On May 9, 2023, the Drug Enforcement Administration (DEA) issued a temporary rule that extends pandemic-era flexibilities allowing prescribing of controlled substances based on a telehealth relationship, after receiving in excess of 38,000 comments on its March 1, 2023 proposed rules (previously discussed here) to extend certain of those flexibilities but allow others to end upon expiration of the COVID-19 public health emergency on May 11, 2023.  The Temporary Rule provides the DEA with additional time to assess feedback on its proposed rules for post-pandemic tele-prescribing, and provides practitioners and patients with additional time to utilize pandemic-era flexibilities and to transition away from such flexibilities once final rules are issued.

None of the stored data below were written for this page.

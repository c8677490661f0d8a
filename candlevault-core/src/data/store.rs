//! Daily candle store.
//!
//! Layout: `{root}/{exchange}/{symbol}/{YYYYMMDD}.csv.gz`
//!
//! Each file holds one day of 1-second candles as gzip-compressed CSV with the
//! columns `datetime,open,high,low,close,volume,buyVolume,sellVolume`,
//! ascending by `datetime`. Files are written once and never modified in
//! place.
//!
//! Writes go to a per-process temp file and are renamed into place, so readers
//! never observe a half-written day. There is no lock: two processes ingesting
//! the same key at the same time both write, and the last rename wins.

use crate::config::Config;
use crate::domain::date_range::DAY_FORMAT;
use crate::domain::{Candle, DateRange};
use chrono::{NaiveDate, NaiveDateTime};
use flate2::read::GzDecoder;
use flate2::write::GzEncoder;
use flate2::Compression;
use serde::{Deserialize, Serialize};
use std::collections::BTreeMap;
use std::fs;
use std::io;
use std::path::{Path, PathBuf};
use thiserror::Error;

/// Extension shared by day files and build artifacts.
pub const CANDLE_FILE_EXT: &str = ".csv.gz";

/// Header of every candle file, in order.
pub const COLUMNS: [&str; 8] = [
    "datetime",
    "open",
    "high",
    "low",
    "close",
    "volume",
    "buyVolume",
    "sellVolume",
];

/// Timestamp format of the `datetime` column (UTC).
pub const DATETIME_FORMAT: &str = "%Y-%m-%d %H:%M:%S";

#[derive(Debug, Error)]
pub enum StoreError {
    #[error("storage I/O error at {path}: {source}")]
    Io { path: PathBuf, source: io::Error },

    #[error("corrupt candle file {path}: {reason}")]
    Corrupt { path: PathBuf, reason: String },

    #[error("invalid store key component '{0}'")]
    InvalidKey(String),
}

impl StoreError {
    fn io(path: &Path, source: io::Error) -> Self {
        StoreError::Io {
            path: path.to_path_buf(),
            source,
        }
    }
}

/// On-disk row shape.
#[derive(Debug, Serialize, Deserialize)]
struct CandleRow {
    datetime: String,
    open: f64,
    high: f64,
    low: f64,
    close: f64,
    volume: f64,
    #[serde(rename = "buyVolume")]
    buy_volume: f64,
    #[serde(rename = "sellVolume")]
    sell_volume: f64,
}

impl From<&Candle> for CandleRow {
    fn from(c: &Candle) -> Self {
        Self {
            datetime: c.bucket_start.format(DATETIME_FORMAT).to_string(),
            open: c.open,
            high: c.high,
            low: c.low,
            close: c.close,
            volume: c.volume,
            buy_volume: c.buy_volume,
            sell_volume: c.sell_volume,
        }
    }
}

impl CandleRow {
    fn into_candle(self) -> Result<Candle, String> {
        let bucket_start = NaiveDateTime::parse_from_str(&self.datetime, DATETIME_FORMAT)
            .map_err(|e| format!("bad datetime '{}': {e}", self.datetime))?
            .and_utc();
        Ok(Candle {
            bucket_start,
            open: self.open,
            high: self.high,
            low: self.low,
            close: self.close,
            volume: self.volume,
            buy_volume: self.buy_volume,
            sell_volume: self.sell_volume,
        })
    }
}

/// Stored coverage for one (exchange, symbol).
#[derive(Debug, Clone, PartialEq, Eq, Serialize)]
pub struct InventoryEntry {
    pub exchange: String,
    pub symbol: String,
    pub first_day: NaiveDate,
    pub last_day: NaiveDate,
    pub days: usize,
    pub bytes: u64,
}

/// Everything in the store, sorted by (exchange, symbol).
#[derive(Debug, Clone, Default, Serialize)]
pub struct Inventory {
    pub entries: Vec<InventoryEntry>,
    /// Size of every file under the store root, day files or not.
    pub total_bytes: u64,
}

/// The daily candle store.
#[derive(Debug, Clone)]
pub struct DailyStore {
    root: PathBuf,
}

impl DailyStore {
    pub fn new(root: impl Into<PathBuf>) -> Self {
        Self { root: root.into() }
    }

    pub fn from_config(config: &Config) -> Self {
        Self::new(config.storage_dir.clone())
    }

    /// Root directory of the store.
    pub fn root(&self) -> &Path {
        &self.root
    }

    /// Directory for one (exchange, symbol): `{root}/{exchange}/{symbol}/`
    fn symbol_dir(&self, exchange: &str, symbol: &str) -> Result<PathBuf, StoreError> {
        Ok(self
            .root
            .join(check_key_component(exchange)?)
            .join(check_key_component(symbol)?))
    }

    /// Path of one day file: `{root}/{exchange}/{symbol}/{YYYYMMDD}.csv.gz`
    pub fn day_path(
        &self,
        exchange: &str,
        symbol: &str,
        date: NaiveDate,
    ) -> Result<PathBuf, StoreError> {
        Ok(self
            .symbol_dir(exchange, symbol)?
            .join(format!("{}{CANDLE_FILE_EXT}", date.format(DAY_FORMAT))))
    }

    /// Whether a day file is present.
    pub fn exists(&self, exchange: &str, symbol: &str, date: NaiveDate) -> Result<bool, StoreError> {
        Ok(self.day_path(exchange, symbol, date)?.is_file())
    }

    /// Read one day. `Ok(None)` when the day is not stored.
    pub fn read(
        &self,
        exchange: &str,
        symbol: &str,
        date: NaiveDate,
    ) -> Result<Option<Vec<Candle>>, StoreError> {
        let path = self.day_path(exchange, symbol, date)?;
        if !path.is_file() {
            return Ok(None);
        }
        read_candles(&path).map(Some)
    }

    /// Write one day, atomically replacing whatever is at the key.
    pub fn write(
        &self,
        exchange: &str,
        symbol: &str,
        date: NaiveDate,
        candles: &[Candle],
    ) -> Result<PathBuf, StoreError> {
        let path = self.day_path(exchange, symbol, date)?;
        if let Some(dir) = path.parent() {
            fs::create_dir_all(dir).map_err(|e| StoreError::io(dir, e))?;
        }
        write_candles(&path, candles)?;
        Ok(path)
    }

    /// Days of `range` that are present, ascending.
    pub fn stored_dates(
        &self,
        exchange: &str,
        symbol: &str,
        range: &DateRange,
    ) -> Result<Vec<NaiveDate>, StoreError> {
        let mut present = Vec::new();
        for date in range.days() {
            if self.exists(exchange, symbol, date)? {
                present.push(date);
            }
        }
        Ok(present)
    }

    /// Delete every stored day of `range`. Returns the days removed, ascending.
    pub fn remove_range(
        &self,
        exchange: &str,
        symbol: &str,
        range: &DateRange,
    ) -> Result<Vec<NaiveDate>, StoreError> {
        let mut removed = Vec::new();
        for date in range.days() {
            let path = self.day_path(exchange, symbol, date)?;
            match fs::remove_file(&path) {
                Ok(()) => removed.push(date),
                Err(e) if e.kind() == io::ErrorKind::NotFound => {}
                Err(e) => return Err(StoreError::io(&path, e)),
            }
        }
        if !removed.is_empty() {
            tracing::info!(
                exchange,
                symbol,
                range = %range,
                removed = removed.len(),
                "removed stored days"
            );
        }
        Ok(removed)
    }

    /// Walk the store and summarise coverage per (exchange, symbol).
    ///
    /// Entries that do not follow the layout are counted in `total_bytes` but
    /// otherwise ignored. A missing root is an empty inventory.
    pub fn inventory(&self) -> Result<Inventory, StoreError> {
        let mut inventory = Inventory::default();
        if !self.root.is_dir() {
            return Ok(inventory);
        }

        let mut coverage: BTreeMap<(String, String), InventoryEntry> = BTreeMap::new();

        for exchange_dir in read_dir_sorted(&self.root)? {
            if !exchange_dir.is_dir() {
                inventory.total_bytes += file_len(&exchange_dir)?;
                continue;
            }
            let exchange = file_name(&exchange_dir);
            for symbol_dir in read_dir_sorted(&exchange_dir)? {
                if !symbol_dir.is_dir() {
                    inventory.total_bytes += file_len(&symbol_dir)?;
                    continue;
                }
                let symbol = file_name(&symbol_dir);
                for day_file in read_dir_sorted(&symbol_dir)? {
                    if !day_file.is_file() {
                        continue;
                    }
                    let bytes = file_len(&day_file)?;
                    inventory.total_bytes += bytes;

                    let Some(date) = parse_day_file_name(&file_name(&day_file)) else {
                        continue;
                    };
                    coverage
                        .entry((exchange.clone(), symbol.clone()))
                        .and_modify(|entry| {
                            entry.first_day = entry.first_day.min(date);
                            entry.last_day = entry.last_day.max(date);
                            entry.days += 1;
                            entry.bytes += bytes;
                        })
                        .or_insert_with(|| InventoryEntry {
                            exchange: exchange.clone(),
                            symbol: symbol.clone(),
                            first_day: date,
                            last_day: date,
                            days: 1,
                            bytes,
                        });
                }
            }
        }

        inventory.entries = coverage.into_values().collect();
        Ok(inventory)
    }
}

/// Write candles as gzip CSV at `path`, via a temp file and rename.
pub fn write_candles(path: &Path, candles: &[Candle]) -> Result<(), StoreError> {
    let tmp_path = temp_path(path);
    let result = encode_to(&tmp_path, candles).and_then(|()| {
        fs::rename(&tmp_path, path).map_err(|e| StoreError::io(path, e))
    });
    if result.is_err() {
        let _ = fs::remove_file(&tmp_path);
    }
    result
}

/// Read a gzip CSV candle file, checking rows are strictly ascending.
pub fn read_candles(path: &Path) -> Result<Vec<Candle>, StoreError> {
    let file = fs::File::open(path).map_err(|e| StoreError::io(path, e))?;
    let mut reader = csv::Reader::from_reader(GzDecoder::new(file));
    let corrupt = |reason: String| StoreError::Corrupt {
        path: path.to_path_buf(),
        reason,
    };

    // A failed header read is otherwise swallowed by `deserialize`.
    let headers = reader
        .headers()
        .map_err(|e| corrupt(format!("header: {e}")))?;
    if !headers.iter().eq(COLUMNS) {
        return Err(corrupt(format!(
            "unexpected header '{}'",
            headers.iter().collect::<Vec<_>>().join(",")
        )));
    }

    let mut candles: Vec<Candle> = Vec::new();
    for (row, record) in reader.deserialize::<CandleRow>().enumerate() {
        let candle = record
            .map_err(|e| corrupt(format!("row {}: {e}", row + 1)))?
            .into_candle()
            .map_err(|e| corrupt(format!("row {}: {e}", row + 1)))?;
        if let Some(prev) = candles.last() {
            if candle.bucket_start <= prev.bucket_start {
                return Err(corrupt(format!(
                    "row {}: {} is not after {}",
                    row + 1,
                    candle.bucket_start,
                    prev.bucket_start
                )));
            }
        }
        candles.push(candle);
    }
    Ok(candles)
}

fn encode_to(path: &Path, candles: &[Candle]) -> Result<(), StoreError> {
    let to_io = |e: csv::Error| StoreError::io(path, io::Error::other(e));

    let file = fs::File::create(path).map_err(|e| StoreError::io(path, e))?;
    let mut writer = csv::Writer::from_writer(GzEncoder::new(file, Compression::default()));
    // Header is emitted from the row struct; an empty day still gets one.
    if candles.is_empty() {
        writer.write_record(COLUMNS).map_err(to_io)?;
    }
    for candle in candles {
        writer.serialize(CandleRow::from(candle)).map_err(to_io)?;
    }
    let encoder = writer
        .into_inner()
        .map_err(|e| StoreError::io(path, io::Error::other(e.to_string())))?;
    let file = encoder.finish().map_err(|e| StoreError::io(path, e))?;
    file.sync_all().map_err(|e| StoreError::io(path, e))
}

fn temp_path(path: &Path) -> PathBuf {
    let name = path
        .file_name()
        .map(|n| n.to_string_lossy().into_owned())
        .unwrap_or_default();
    path.with_file_name(format!("{name}.{}.tmp", std::process::id()))
}

fn check_key_component(part: &str) -> Result<&str, StoreError> {
    let bad = part.is_empty()
        || part == "."
        || part == ".."
        || part.contains(['/', '\\'])
        || part.chars().any(char::is_control);
    if bad {
        Err(StoreError::InvalidKey(part.to_string()))
    } else {
        Ok(part)
    }
}

fn parse_day_file_name(name: &str) -> Option<NaiveDate> {
    let stem = name.strip_suffix(CANDLE_FILE_EXT)?;
    crate::domain::date_range::parse_day(stem).ok()
}

fn read_dir_sorted(dir: &Path) -> Result<Vec<PathBuf>, StoreError> {
    let mut paths = Vec::new();
    for entry in fs::read_dir(dir).map_err(|e| StoreError::io(dir, e))? {
        paths.push(entry.map_err(|e| StoreError::io(dir, e))?.path());
    }
    paths.sort();
    Ok(paths)
}

fn file_len(path: &Path) -> Result<u64, StoreError> {
    fs::metadata(path)
        .map(|m| if m.is_file() { m.len() } else { 0 })
        .map_err(|e| StoreError::io(path, e))
}

fn file_name(path: &Path) -> String {
    path.file_name()
        .map(|n| n.to_string_lossy().into_owned())
        .unwrap_or_default()
}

The Temporary Rule extends all pandemic-era flexibilities related to controlled substance prescribing based on a telemedicine relationship through November 11, 2023, and further establishes a “one-year grace period” thereafter allowing practitioners and patients who established a telemedicine relationship prior to November 11, 2023, to continue to utilize the flexibilities in connection with prescribing until November 11, 2024. The Temporary Rule does so by establishing new regulations effective May 12, 2023, which in pertinent part define a practitioner-patient “telemedicine relationship established via COVID-19 telemedicine prescribing flexibilities” as existing if the practitioner prescribed a controlled medication for the patient pursuant to telemedicine flexibilities in place until November 11, 2023. The Temporary Rule regulations reiterate the continued requirements for controlled substance prescribing via a telemedicine relationship, including that:

  • The prescription must be issued for a legitimate medical purpose, by a practitioner acting in the usual course of professional practice, with a DEA registration covering the class of prescribed medication(s);
  • The prescription must be issued pursuant to a practitioner-patient communication via an interactive telecommunications system with audio and video (or audio-only for certain mental health (including buprenorphine) prescribing if the patient doesn’t consent to video); and
  • The prescription must otherwise be consistent with all DEA regulatory requirements for prescriptions of controlled substances.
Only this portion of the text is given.